The entropy of a random variable with a set x \in X discrete states and their probability P(x), can be computed as:

H(X) = –\sum_{x \in X} P(x) * log(P(x))

Cross-entropy builds upon this idea to compute the number of bits required to represent or transmit an average event from one distribution compared to another distribution. if we consider a target distribution P and an approximation of the target distribution Q, the cross-entropy of Q from P is the number of additional bits to represent an event using Q instead of P:

H(P, Q) = –\sum_{x \in X} P(x) * log(Q(x))

Warning

This is to be used on the logits of a model, not on the predicted labels. See also from TensorFlow.

Args

  • labels (Tensor) : empiric probability values (labels that occurred for a given sample)
  • logits (Tensor) : unscaled log probabilities used to predict the labels with sigmoid(logits)
  • name (str) : op name

Returns

  • tensor (Tensor) : binary (sigmoid) cross-entropy loss.

categorical_cross_entropy

source

.categorical_cross_entropy(
   labels, logits, axis = -1, name = 'categorical_cross_entropy'
)

Categorical Cross entropy

Measures the probability error in discrete classification tasks in which the classes are mutually exclusive.

Warning

This is to be used on the logits of a model, not on the predicted labels.
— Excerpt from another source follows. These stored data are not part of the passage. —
//! Cache policy and store settings.
//!
//! Settings can be built in code or loaded from TOML:
//!
//! ```toml
//! max_size = 300
//! max_entry_age_ms = 1800000
//!
//! [default_policy]
//! stale_time_ms = 60000
//! cache_time_ms = 300000
//! swr = true
//!
//! [policies.tutors]
//! stale_time_ms = 120000
//! cache_time_ms = 600000
//! swr = true
//! ```

use std::collections::HashMap;
use std::path::Path;
use std::time::Duration;

use serde::{Deserialize, Serialize};

use crate::{CacheError, ResourceType};

const DEFAULT_MAX_SIZE: usize = 500;
const DEFAULT_MAX_ENTRY_AGE_MS: u64 = 60 * 60 * 1_000;
const DEFAULT_EVICTION_FRACTION: f64 = 0.3;
const DEFAULT_STALE_TIME_MS: u64 = 2 * 60 * 1_000;
const DEFAULT_CACHE_TIME_MS: u64 = 10 * 60 * 1_000;

/// Freshness policy for one resource type.
///
/// * `stale_time_ms` - How long after a write the entry counts as fresh
/// * `cache_time_ms` - How long after a write the entry may still be served (stale)
/// * `swr` - Whether stale data is served while revalidating in the background;
///   when `false` a stale read blocks on a fresh fetch instead
#[derive(Clone, Copy, Debug, PartialEq, Eq, Serialize, Deserialize)]
pub struct CacheConfig {
    pub stale_time_ms: u64,
    pub cache_time_ms: u64,
    #[serde(default = "default_swr")]
    pub swr: bool,
}

fn default_swr() -> bool {
    true
}

impl CacheConfig {
    /// Creates a policy, raising `cache_time_ms` to `stale_time_ms` if it is smaller.
    pub const fn new(stale_time_ms: u64, cache_time_ms: u64, swr: bool) -> Self {
        let cache_time_ms = if cache_time_ms < stale_time_ms {
            stale_time_ms
        } else {
            cache_time_ms
        };
        Self {
            stale_time_ms,
            cache_time_ms,
            swr,
        }
    }

    pub fn stale_time(&self) -> Duration {
        Duration::from_millis(self.stale_time_ms)
    }

    pub fn cache_time(&self) -> Duration {
        Duration::from_millis(self.cache_time_ms)
    }

    /// Checks the `cache_time >= stale_time` invariant.
    pub fn validate(&self, resource: &str) -> Result<(), CacheError> {
        if self.cache_time_ms < self.stale_time_ms {
            return Err(CacheError::InvalidPolicy {
                resource: resource.to_string(),
                reason: format!(
                    "cache_time_ms ({}) must not be smaller than stale_time_ms ({})",
                    self.cache_time_ms, self.stale_time_ms
                ),
            });
        }
        Ok(())
    }
}

impl Default for CacheConfig {
    fn default() -> Self {
        Self::new(DEFAULT_STALE_TIME_MS, DEFAULT_CACHE_TIME_MS, true)
    }
}

/// Store-wide settings, read-only once the store is constructed.
#[derive(Clone, Debug, PartialEq, Serialize, Deserialize)]
#[serde(default)]
pub struct CacheSettings {
    /// Maximum number of entries. Eviction runs before inserting a new key
    /// once this many entries are stored.
    pub max_size: usize,
    /// Entries older than this are dropped first when eviction runs,
    /// regardless of their per-type policy or LRU rank.
    pub max_entry_age_ms: u64,
    /// Share of remaining entries removed by the LRU phase of eviction.
    pub eviction_fraction: f64,
    /// Skip a background revalidation's write-back when the entry was
    /// invalidated or replaced while the fetch was in flight.
    pub guard_revalidation_writeback: bool,
    /// Policy for entries without a resource type.
    pub default_policy: CacheConfig,
    /// Per-type overrides; types not listed keep [`ResourceType::default_policy`].
    pub policies: HashMap<ResourceType, CacheConfig>,
}

impl Default for CacheSettings {
    fn default() -> Self {
        Self {
            max_size: DEFAULT_MAX_SIZE,
            max_entry_age_ms: DEFAULT_MAX_ENTRY_AGE_MS,
            eviction_fraction: DEFAULT_EVICTION_FRACTION,
            guard_revalidation_writeback: true,
            default_policy: CacheConfig::default(),
            policies: HashMap::new(),
        }
    }
}

impl CacheSettings {
    /// Parses and validates settings from a TOML document.
    ///
    /// Missing keys fall back to their defaults.
    pub fn from_toml_str(source: &str) -> Result<Self, CacheError> {
        let settings: CacheSettings = toml::from_str(source)?;
        settings.validate()?;
        Ok(settings)
    }

    /// Reads settings from a TOML file, e.g. `tutorcache.toml`.
    pub fn from_toml_file(path: impl AsRef<Path>) -> Result<Self, CacheError> {
        let source = std::fs::read_to_string(path)?;
        Self::from_toml_str(&source)
    }

    pub fn validate(&self) -> Result<(), CacheError> {
        if self.max_size == 0 {
            return Err(CacheError::InvalidSettings {
                key: "max_size",
                reason: "must be at least 1".to_string(),
            });
        }
        if !(self.eviction_fraction > 0.0 && self.eviction_fraction <= 1.0) {
            return Err(CacheError::InvalidSettings {
                key: "eviction_fraction",
                reason: format!("{} is outside (0, 1]", self.eviction_fraction),
            });
        }
        self.default_policy.validate("default")?;
        for (resource, policy) in &self.policies {
            policy.validate(resource.as_str())?;
        }
        Ok(())
    }

    /// Sets the maximum entry count (clamped to at least 1).
    pub fn with_max_size(mut self, max_size: usize) -> Self {
        self.max_size = max_size.max(1);
        self
    }

    pub fn with_max_entry_age(mut self, age: Duration) -> Self {
        self.max_entry_age_ms = age.as_millis() as u64;
        self
    }

    pub fn with_policy(mut self, resource: ResourceType, policy: CacheConfig) -> Self {
        self.policies.insert(resource, policy);
        self
    }

    pub fn with_default_policy(mut self, policy: CacheConfig) -> Self {
        self.default_policy = policy;
        self
    }

    pub fn with_revalidation_guard(mut self, enabled: bool) -> Self {
        self.guard_revalidation_writeback = enabled;
        self
    }

    /// Resolves the policy an entry of `resource` is written with.
    pub fn policy_for(&self, resource: Option<ResourceType>) -> CacheConfig {
        match resource {
            Some(resource) => self
                .policies
                .get(&resource)
                .copied()
                .unwrap_or_else(|| resource.default_policy()),
            None => self.default_policy,
        }
    }

    /// `max_size` with a zero value read as 1.
    pub(crate) fn effective_max_size(&self) -> usize {
        self.max_size.max(1)
    }
}
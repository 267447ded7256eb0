//! JSON-lines traffic capture for ws-proxy.
//!
//! The proxy hands every broadcast envelope (data frame or close sentinel)
//! and every leg lifecycle milestone to a [`TrafficRecorder`]. A background
//! task appends them as [`TrafficLine`]s, one JSON object per line, each
//! carrying a capture-wide sequence number so drops show up as gaps.
//!
//! ```rust,no_run
//! use traffic_log::{CaptureOptions, Direction, TrafficRecorder};
//!
//! # async fn example() -> Result<(), Box<dyn std::error::Error>> {
//! let (recorder, handle) =
//!     TrafficRecorder::start("traffic.jsonl", CaptureOptions::default()).await?;
//! recorder.frame(Direction::Target, None, b"hello", false);
//! drop(recorder);
//! let summary = handle.await?;
//! println!("{} frames captured", summary.frames);
//! # Ok(())
//! # }
//! ```

pub mod capture;
pub mod record;
pub mod recorder;

pub use capture::{CaptureError, CaptureFile};
pub use record::{Direction, LifecycleEvent, TrafficLine, TrafficRecord};
pub use recorder::{CaptureOptions, CaptureSummary, TrafficRecorder};
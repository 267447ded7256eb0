use std::sync::atomic::{AtomicBool, AtomicU64, AtomicUsize, Ordering};
use std::sync::{Arc, Mutex, MutexGuard, PoisonError};

use tokio::sync::watch;
use tracing::{debug, info};
use traffic_log::{LifecycleEvent, TrafficRecord, TrafficRecorder};

use crate::message::{Envelope, Payload, Side};
use crate::socket::SocketId;

/// Identity of a registered [`Service`], unique within one [`ProxyContext`].
#[derive(Debug, Clone, Copy, PartialEq, Eq, Hash)]
pub struct ServiceId(u64);

/// A participant in the routing fabric.
///
/// Both handlers default to no-ops, so each leg only implements the
/// direction it cares about. `dispose` must be idempotent and must
/// deregister the service from its context.
pub trait Service: Send + Sync {
    fn id(&self) -> ServiceId;

    /// Short label used in logs.
    fn name(&self) -> &'static str;

    fn on_client_message(&self, _envelope: &Envelope) {}

    fn on_target_message(&self, _envelope: &Envelope) {}

    fn dispose(&self);
}

/// Invoke the handler of `service` that matches `side`.
pub fn deliver(service: &dyn Service, side: Side, envelope: &Envelope) {
    match side {
        Side::Client => service.on_client_message(envelope),
        Side::Target => service.on_target_message(envelope),
    }
}

/// The shared routing fabric for one proxy run.
///
/// Owns the live set of services, fans broadcasts out to them, and tears
/// everything down exactly once. Broadcasts iterate over a snapshot of the
/// collection, so handlers are free to register or dispose services
/// (including themselves) while a broadcast is in progress.
pub struct ProxyContext {
    services: Mutex<Vec<Arc<dyn Service>>>,
    next_service_id: AtomicU64,
    disposing: AtomicBool,
    started: AtomicBool,
    pending_retries: AtomicUsize,
    done: watch::Sender<bool>,
    recorder: Mutex<Option<TrafficRecorder>>,
}
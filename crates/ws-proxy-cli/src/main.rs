mod cli;
mod config;

use std::sync::Arc;

use anyhow::{Context, Result};
use clap::Parser;
use tracing::{info, warn};

use traffic_log::TrafficRecorder;
use ws_proxy::{Proxy, ProxyContext};

use crate::cli::{Cli, LogFormat};
use crate::config::Config;

#[tokio::main(flavor = "current_thread")]
async fn main() -> Result<()> {
    // 1. Parse CLI args.
    let cli = Cli::parse();

    // 2. Load config (optional), then merge CLI overrides.
    let mut cfg = match cli.config {
        Some(ref path) => config::load(path)?,
        None => Config::default(),
    };
    cfg.apply_cli(&cli);

    // 3. Init tracing-subscriber. RUST_LOG wins over the configured level.
    let env_filter = tracing_subscriber::EnvFilter::try_from_default_env()
        .unwrap_or_else(|_| tracing_subscriber::EnvFilter::new(&cfg.logging.level));

    match cfg.logging.format {
        LogFormat::Json => tracing_subscriber::fmt()
            .json()
            .with_env_filter(env_filter)
            .with_target(true)
            .with_thread_ids(true)
            .init(),
        LogFormat::Pretty => tracing_subscriber::fmt()
            .pretty()
            .with_env_filter(env_filter)
            .init(),
    }

    // 4. Start the traffic capture, if requested.
    let recorder = match cfg.logging.record_path {
        Some(ref path) => {
            let (recorder, handle) = TrafficRecorder::start(path, cfg.capture_options())
                .await
                .with_context(|| format!("failed to start traffic capture at {}", path.display()))?;
            info!(
                path = %path.display(),
                max_frames = ?cfg.logging.record_max_frames,
                "capturing traffic"
            );
            Some((recorder, handle))
        }
        None => None,
    };

    // 5. Start every configured leg.
    let mut proxy = Proxy::new(cfg.proxy_options());
    let writer = match recorder {
        Some((recorder, handle)) => {
            proxy = proxy.with_recorder(recorder);
            Some(handle)
        }
        None => None,
    };
    let running = proxy.start();

    // 6. Dispose on ctrl-c or SIGTERM.
    tokio::spawn(dispose_on_signal(Arc::clone(running.context())));

    // 7. Run until the context is disposed.
    running.wait().await;

    if let Some(writer) = writer {
        match writer.await {
            Ok(summary) => info!(
                lines = summary.lines,
                frames = summary.frames,
                dropped = summary.dropped,
                "traffic capture closed"
            ),
            Err(err) => warn!(%err, "traffic capture task failed"),
        }
    }

    info!("ws-proxy stopped");
    Ok(())
}

async fn dispose_on_signal(ctx: Arc<ProxyContext>) {
    let ctrl_c = tokio::signal::ctrl_c();

    #[cfg(unix)]
    {
        use tokio::signal::unix::{signal, SignalKind};

        match signal(SignalKind::terminate()) {
            Ok(mut sigterm) => {
                tokio::select! {
                    _ = ctrl_c => {
                        info!("received SIGINT (ctrl-c)");
                    }
                    _ = sigterm.recv() => {
                        info!("received SIGTERM");
                    }
                }
            }
            Err(err) => {
                warn!(%err, "failed to register SIGTERM handler");
                if ctrl_c.await.is_err() {
                    return;
                }
                info!("received SIGINT (ctrl-c)");
            }
        }
    }

    #[cfg(not(unix))]
    {
        if ctrl_c.await.is_err() {
            return;
        }
        info!("received SIGINT (ctrl-c)");
    }

    ctx.dispose();
}
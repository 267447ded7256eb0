use serde::Deserialize;
use std::net::{IpAddr, Ipv4Addr};
use std::path::{Path, PathBuf};
use std::time::Duration;
use tracing::warn;

use traffic_log::CaptureOptions;
use ws_proxy::ProxyOptions;

use crate::cli::{Cli, LogFormat};

#[derive(Debug, Default, Deserialize)]
pub struct Config {
    #[serde(default)]
    pub proxy: ProxyConfig,
    #[serde(default)]
    pub logging: LoggingConfig,
}

#[derive(Debug, Deserialize)]
pub struct ProxyConfig {
    #[serde(default)]
    pub port: Option<u16>,
    #[serde(default)]
    pub relay: Option<u16>,
    #[serde(default)]
    pub target: Option<String>,
    #[serde(default)]
    pub forward: Option<String>,
    #[serde(default)]
    pub echo: bool,
    #[serde(default)]
    pub messages: Option<String>,
    #[serde(default = "default_listen_host")]
    pub listen_host: IpAddr,
    #[serde(default = "default_retry_delay_ms")]
    pub retry_delay_ms: u64,
}

impl Default for ProxyConfig {
    fn default() -> Self {
        Self {
            port: None,
            relay: None,
            target: None,
            forward: None,
            echo: false,
            messages: None,
            listen_host: default_listen_host(),
            retry_delay_ms: default_retry_delay_ms(),
        }
    }
}

#[derive(Debug, Deserialize)]
pub struct LoggingConfig {
    #[serde(default = "default_log_level")]
    pub level: String,
    #[serde(default)]
    pub format: LogFormat,
    #[serde(default)]
    pub record_path: Option<PathBuf>,
    #[serde(default)]
    pub record_max_frames: Option<u64>,
    /// Bytes of text kept per captured text frame.
    #[serde(default = "default_record_max_text")]
    pub record_max_text: usize,
}

impl Default for LoggingConfig {
    fn default() -> Self {
        Self {
            level: default_log_level(),
            format: LogFormat::default(),
            record_path: None,
            record_max_frames: None,
            record_max_text: default_record_max_text(),
        }
    }
}

fn default_listen_host() -> IpAddr {
    IpAddr::V4(Ipv4Addr::UNSPECIFIED)
}

fn default_retry_delay_ms() -> u64 {
    500
}

fn default_record_max_text() -> usize {
    CaptureOptions::default().max_text
}

fn default_log_level() -> String {
    "info".to_string()
}

impl Config {
    /// Let command-line flags override file values.
    pub fn apply_cli(&mut self, cli: &Cli) {
        if cli.port.is_some() {
            self.proxy.port = cli.port;
        }
        if cli.relay.is_some() {
            self.proxy.relay = cli.relay;
        }
        if let Some(ref target) = cli.target {
            self.proxy.target = Some(target.clone());
        }
        if let Some(ref forward) = cli.forward {
            self.proxy.forward = Some(forward.clone());
        }
        if let Some(ref messages) = cli.messages {
            self.proxy.messages = Some(messages.clone());
        }
        if cli.echo {
            self.proxy.echo = true;
        }
        if let Some(ref record) = cli.record {
            self.logging.record_path = Some(record.clone());
        }
        if cli.record_max_frames.is_some() {
            self.logging.record_max_frames = cli.record_max_frames;
        }
        if let Some(ref level) = cli.log_level {
            self.logging.level = level.clone();
        }
        if let Some(format) = cli.log_format {
            self.logging.format = format;
        }
    }

    pub fn proxy_options(&self) -> ProxyOptions {
        ProxyOptions {
            port: self.proxy.port,
            relay: self.proxy.relay,
            target: self.proxy.target.clone(),
            forward: self.proxy.forward.clone(),
            echo: self.proxy.echo,
            messages: self.proxy.messages.clone(),
            listen_host: self.proxy.listen_host,
            retry_delay: Duration::from_millis(self.proxy.retry_delay_ms),
        }
    }

    pub fn capture_options(&self) -> CaptureOptions {
        CaptureOptions {
            max_frames: self.logging.record_max_frames,
            max_text: self.logging.record_max_text,
            ..CaptureOptions::default()
        }
    }
}

/// Load configuration from a YAML file.
///
/// If the file does not exist a default configuration is returned and a
/// warning is emitted, so the command-line flags alone can drive a run.
pub fn load(path: &Path) -> anyhow::Result<Config> {
    if !path.exists() {
        warn!(
            path = %path.display(),
            "configuration file not found; using defaults"
        );
        return Ok(Config::default());
    }

    let contents = std::fs::read_to_string(path)
        .map_err(|e| anyhow::anyhow!("failed to read config file {}: {e}", path.display()))?;

    load_from_str(&contents)
        .map_err(|e| anyhow::anyhow!("failed to parse config file {}: {e}", path.display()))
}

pub fn load_from_str(contents: &str) -> Result<Config, serde_yml::Error> {
    serde_yml::from_str(contents)
}
//! Multi-leg WebSocket relay.
//!
//! A single [`ProxyContext`] routes messages between any combination of legs:
//! a client-facing listener ("port"), a relay listener for other instances
//! ("relay"), an outbound link to the real backend ("target"), an outbound
//! link to another instance's relay ("forward"), a diagnostic echo sink, and
//! a message script.
//!
//! # Architecture
//!
//! ```text
//!                    client side                 target side
//! Clients  <--WS-->  [port]    --client msg-->   [target]   <--WS-->  Backend
//!                              <--target msg--
//! Relayed  <--WS-->  [relay]                     [forward]  <--WS-->  Another
//! instances                   [echo] [messages]                     instance's relay
//! ```
//!
//! Every inbound frame becomes a broadcast on one side of the fabric and is
//! delivered synchronously, in registration order, to the matching handler of
//! every live [`Service`]. A link that goes away is announced with
//! [`Payload::Closed`], which the opposite legs treat as "close your end".
//! Outbound connectors queue traffic until their socket opens and replace
//! themselves with a fresh instance after any failure.

pub mod connector;
pub mod context;
pub mod echo;
pub mod listener;
pub mod message;
pub mod proxy;
pub mod script;
pub mod socket;

#[cfg(test)]
mod testing;

// Re-export the primary public types at the crate root for convenience.
pub use connector::{resolve_address, ConnectorError, ConnectorRole, ConnectorService};
pub use context::{ProxyContext, Service, ServiceId};
pub use echo::EchoService;
pub use listener::{ListenerRole, ListenerService};
pub use message::{Envelope, Payload, Side};
pub use proxy::{Proxy, ProxyOptions, RunningProxy};
pub use script::{parse_script, ScriptEntry, ScriptService};
pub use socket::{SocketHandle, SocketId};
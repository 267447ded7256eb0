use std::path::{Path, PathBuf};

use tokio::fs::{File, OpenOptions};
use tokio::io::{AsyncWriteExt, BufWriter};

use crate::record::TrafficLine;

#[derive(Debug, thiserror::Error)]
pub enum CaptureError {
    #[error("failed to create capture directory {path}: {source}")]
    CreateDir {
        path: PathBuf,
        #[source]
        source: std::io::Error,
    },

    #[error("failed to open capture file {path}: {source}")]
    Open {
        path: PathBuf,
        #[source]
        source: std::io::Error,
    },

    #[error("failed to encode traffic line: {0}")]
    Encode(#[from] serde_json::Error),

    #[error("failed to write capture file: {0}")]
    Io(#[source] std::io::Error),
}

/// Buffered JSON-lines file. Lines reach the disk on [`flush`](Self::flush).
pub struct CaptureFile {
    out: BufWriter<File>,
    lines: u64,
}

impl CaptureFile {
    /// Open `path` for appending, creating missing parent directories.
    pub async fn open(path: impl AsRef<Path>) -> Result<Self, CaptureError> {
        let path = path.as_ref();
        if let Some(dir) = path.parent().filter(|p| !p.as_os_str().is_empty()) {
            tokio::fs::create_dir_all(dir)
                .await
                .map_err(|source| CaptureError::CreateDir {
                    path: dir.to_path_buf(),
                    source,
                })?;
        }

        let file = OpenOptions::new()
            .create(true)
            .append(true)
            .open(path)
            .await
            .map_err(|source| CaptureError::Open {
                path: path.to_path_buf(),
                source,
            })?;

        Ok(Self {
            out: BufWriter::new(file),
            lines: 0,
        })
    }

    pub async fn append(&mut self, line: &TrafficLine) -> Result<(), CaptureError> {
        let mut encoded = serde_json::to_vec(line)?;
        encoded.push(b'\n');
        self.out.write_all(&encoded).await.map_err(CaptureError::Io)?;
        self.lines += 1;
        Ok(())
    }

    pub async fn flush(&mut self) -> Result<(), CaptureError> {
        self.out.flush().await.map_err(CaptureError::Io)
    }

    /// Lines appended through this handle.
    pub fn lines(&self) -> u64 {
        self.lines
    }
}

#[cfg(test)]
mod tests {
    use chrono::Utc;

    use super::*;
    use crate::record::{Direction, TrafficRecord};

    fn line(seq: u64) -> TrafficLine {
        TrafficLine {
            seq,
            at: Utc::now(),
            record: TrafficRecord::closed(Direction::Client, None),
        }
    }

    #[tokio::test]
    async fn nothing_reaches_disk_before_flush() {
        let dir = tempfile::tempdir().unwrap();
        let path = dir.path().join("nested").join("capture.jsonl");

        let mut file = CaptureFile::open(&path).await.unwrap();
        file.append(&line(0)).await.unwrap();
        file.append(&line(1)).await.unwrap();
        assert_eq!(std::fs::read_to_string(&path).unwrap(), "");

        file.flush().await.unwrap();
        let contents = std::fs::read_to_string(&path).unwrap();
        let seqs: Vec<u64> = contents
            .lines()
            .map(|l| serde_json::from_str::<TrafficLine>(l).unwrap().seq)
            .collect();
        assert_eq!(seqs, vec![0, 1]);
        assert_eq!(file.lines(), 2);
    }

    #[tokio::test]
    async fn reopening_appends() {
        let dir = tempfile::tempdir().unwrap();
        let path = dir.path().join("capture.jsonl");

        for seq in 0..2 {
            let mut file = CaptureFile::open(&path).await.unwrap();
            file.append(&line(seq)).await.unwrap();
            file.flush().await.unwrap();
        }

        let contents = std::fs::read_to_string(&path).unwrap();
        assert_eq!(contents.lines().count(), 2);
    }

    #[tokio::test]
    async fn open_failure_names_the_path() {
        let dir = tempfile::tempdir().unwrap();
        // A directory cannot be opened as the capture file.
        let err = CaptureFile::open(dir.path()).await.err().unwrap();
        assert!(matches!(err, CaptureError::Open { .. }));
        assert!(err.to_string().contains(&dir.path().display().to_string()));
    }
}
use clap::{Parser, ValueEnum};
use std::path::PathBuf;

#[derive(Parser, Debug)]
#[command(
    name = "ws-proxy",
    version,
    about = "Multi-leg WebSocket relay",
    after_help = "Example messages script: \"c:100:hi there; t:1000:go fast; 2000:turn left; repeat\""
)]
pub struct Cli {
    /// Port to accept client connections on
    #[arg(short, long)]
    pub port: Option<u16>,

    /// Port to accept forward links from other ws-proxy instances on
    #[arg(short, long)]
    pub relay: Option<u16>,

    /// Target address, e.g. ws://127.0.0.1:9229/abc or file://addr.txt
    #[arg(short, long)]
    pub target: Option<String>,

    /// Relay address of another ws-proxy instance
    #[arg(short, long)]
    pub forward: Option<String>,

    /// Script of messages to inject (tag:delay:text entries separated by ';')
    #[arg(short, long)]
    pub messages: Option<String>,

    /// Log every message that passes through the proxy
    #[arg(short, long)]
    pub echo: bool,

    /// Path to an optional YAML configuration file
    #[arg(short, long)]
    pub config: Option<PathBuf>,

    /// Capture traffic and lifecycle events to this JSON-lines file
    #[arg(long)]
    pub record: Option<PathBuf>,

    /// Stop capturing frames after this many (lifecycle events continue)
    #[arg(long)]
    pub record_max_frames: Option<u64>,

    /// Log level or filter directive (overrides config file setting)
    #[arg(long)]
    pub log_level: Option<String>,

    /// Log output format (overrides config file setting)
    #[arg(long, value_enum)]
    pub log_format: Option<LogFormat>,
}

#[derive(Debug, Clone, Copy, PartialEq, Eq, Default, ValueEnum, serde::Deserialize)]
#[serde(rename_all = "lowercase")]
pub enum LogFormat {
    #[default]
    Json,
    Pretty,
}
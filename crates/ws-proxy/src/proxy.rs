use std::net::{IpAddr, Ipv4Addr, SocketAddr};
use std::sync::Arc;
use std::time::Duration;

use traffic_log::{LifecycleEvent, TrafficRecord, TrafficRecorder};

use crate::connector::{ConnectorRole, ConnectorService, DEFAULT_RETRY_DELAY};
use crate::context::ProxyContext;
use crate::echo::EchoService;
use crate::listener::{ListenerRole, ListenerService};
use crate::script::ScriptService;

/// Which legs to run. Every leg is optional; empty strings count as unset.
#[derive(Debug, Clone)]
pub struct ProxyOptions {
    /// Port for client connections.
    pub port: Option<u16>,
    /// Port for forward links from other instances.
    pub relay: Option<u16>,
    /// Backend address, or `file://<path>` to read it on every connect.
    pub target: Option<String>,
    /// Relay address of another instance.
    pub forward: Option<String>,
    /// Log every broadcast.
    pub echo: bool,
    /// Script of injected messages (see [`crate::script`]).
    pub messages: Option<String>,
    /// Interface the listeners bind to.
    pub listen_host: IpAddr,
    /// Backoff before a failed connector is recreated.
    pub retry_delay: Duration,
}

impl Default for ProxyOptions {
    fn default() -> Self {
        Self {
            port: None,
            relay: None,
            target: None,
            forward: None,
            echo: false,
            messages: None,
            listen_host: IpAddr::V4(Ipv4Addr::UNSPECIFIED),
            retry_delay: DEFAULT_RETRY_DELAY,
        }
    }
}

/// Blank or whitespace-only strings count as unset.
fn non_empty(value: &Option<String>) -> Option<&str> {
    value.as_deref().map(str::trim).filter(|s| !s.is_empty())
}

/// One proxy run: a fresh [`ProxyContext`] plus the configured legs.
pub struct Proxy {
    options: ProxyOptions,
    recorder: Option<TrafficRecorder>,
}

impl Proxy {
    pub fn new(options: ProxyOptions) -> Self {
        Self {
            options,
            recorder: None,
        }
    }

    /// Capture traffic and lifecycle events to `recorder`.
    pub fn with_recorder(mut self, recorder: TrafficRecorder) -> Self {
        self.recorder = Some(recorder);
        self
    }

    /// Create every configured leg and return without waiting.
    ///
    /// Legs are created in a fixed order: port, relay, target, forward,
    /// echo, messages. If nothing is left running once they all exist, the
    /// context disposes straight away.
    pub fn start(self) -> RunningProxy {
        let options = self.options;
        let ctx = ProxyContext::with_recorder(self.recorder);

        tracing::info!(
            port = ?options.port,
            relay = ?options.relay,
            target = ?non_empty(&options.target),
            forward = ?non_empty(&options.forward),
            echo = options.echo,
            scripted = non_empty(&options.messages).is_some(),
            "Starting ws-proxy"
        );
        ctx.record(
            TrafficRecord::lifecycle(LifecycleEvent::ProxyStarted, "ws-proxy").with_details(
                serde_json::json!({
                    "port": options.port,
                    "relay": options.relay,
                    "target": non_empty(&options.target),
                    "forward": non_empty(&options.forward),
                    "echo": options.echo,
                }),
            ),
        );

        let port = options.port.and_then(|port| {
            ListenerService::start(
                &ctx,
                ListenerRole::Port,
                SocketAddr::new(options.listen_host, port),
            )
        });
        let relay = options.relay.and_then(|port| {
            ListenerService::start(
                &ctx,
                ListenerRole::Relay,
                SocketAddr::new(options.listen_host, port),
            )
        });
        if let Some(target) = non_empty(&options.target) {
            ConnectorService::start(&ctx, ConnectorRole::Target, target, options.retry_delay);
        }
        if let Some(forward) = non_empty(&options.forward) {
            ConnectorService::start(&ctx, ConnectorRole::Forward, forward, options.retry_delay);
        }
        if options.echo {
            EchoService::start(&ctx);
        }
        if let Some(script) = non_empty(&options.messages) {
            ScriptService::start(&ctx, script);
        }

        ctx.mark_started();
        RunningProxy { ctx, port, relay }
    }

    /// Run until the context is disposed.
    pub async fn run(self) {
        self.start().wait().await;
    }
}

/// Handle to a started proxy.
pub struct RunningProxy {
    ctx: Arc<ProxyContext>,
    port: Option<Arc<ListenerService>>,
    relay: Option<Arc<ListenerService>>,
}

impl RunningProxy {
    pub fn context(&self) -> &Arc<ProxyContext> {
        &self.ctx
    }

    pub fn port_listener(&self) -> Option<&Arc<ListenerService>> {
        self.port.as_ref()
    }

    pub fn relay_listener(&self) -> Option<&Arc<ListenerService>> {
        self.relay.as_ref()
    }

    /// Tear the proxy down. Idempotent.
    pub fn dispose(&self) {
        self.ctx.dispose();
    }

    /// Resolves once the context has been disposed.
    pub async fn wait(&self) {
        self.ctx.closed().await;
    }
}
Do not call this loss with the output of softmax. See also from TensorFlow.

Args

  • labels (Tensor) : empiric probability distribution. Each row labels[i] must be a valid probability distribution
  • logits (Tensor) : unscaled log probabilities used to predict the labels with softmax(logits)
  • axis (int) : The class dimension. Defaulted to -1 which is the last dimension.
  • name (str) : op name (integrate to 1).

Returns

  • tensor (Tensor) : categorical (softmax) cross-entropy loss.

mse

source

.mse(
   target, predicted
)

Mean Squared Error (MSE) Loss

Measures the average of the squares of the errors - the difference between an estimator and what is estimated. This is a risk function, corresponding to the expected value of the quadratic loss:

MSE =\frac{1}{N}​\sum^{N}_{i=0}​(y-\hat{y})^2

Info

MSE is sensitive towards outliers and given several examples with the same input feature values, the optimal prediction will be their mean target value. This should be compared with Mean Absolute Error, where the optimal prediction is the median. MSE is thus good to use if you believe that your target data, conditioned on the input, is normally distributed around a mean value --and when it's important to penalize outliers.

Args

  • predicted (Tensor) : estimated target values
  • target (Tensor) : ground truth, correct values

Returns

  • tensor (Tensor) : mean squared error value

kld

source

.kld(
   target, predicted
)

Kullback–Leibler Divergence Loss

Kullback–Leibler divergence (also called relative entropy) is a measure of how one probability distribution is different from a second, reference probability distribution.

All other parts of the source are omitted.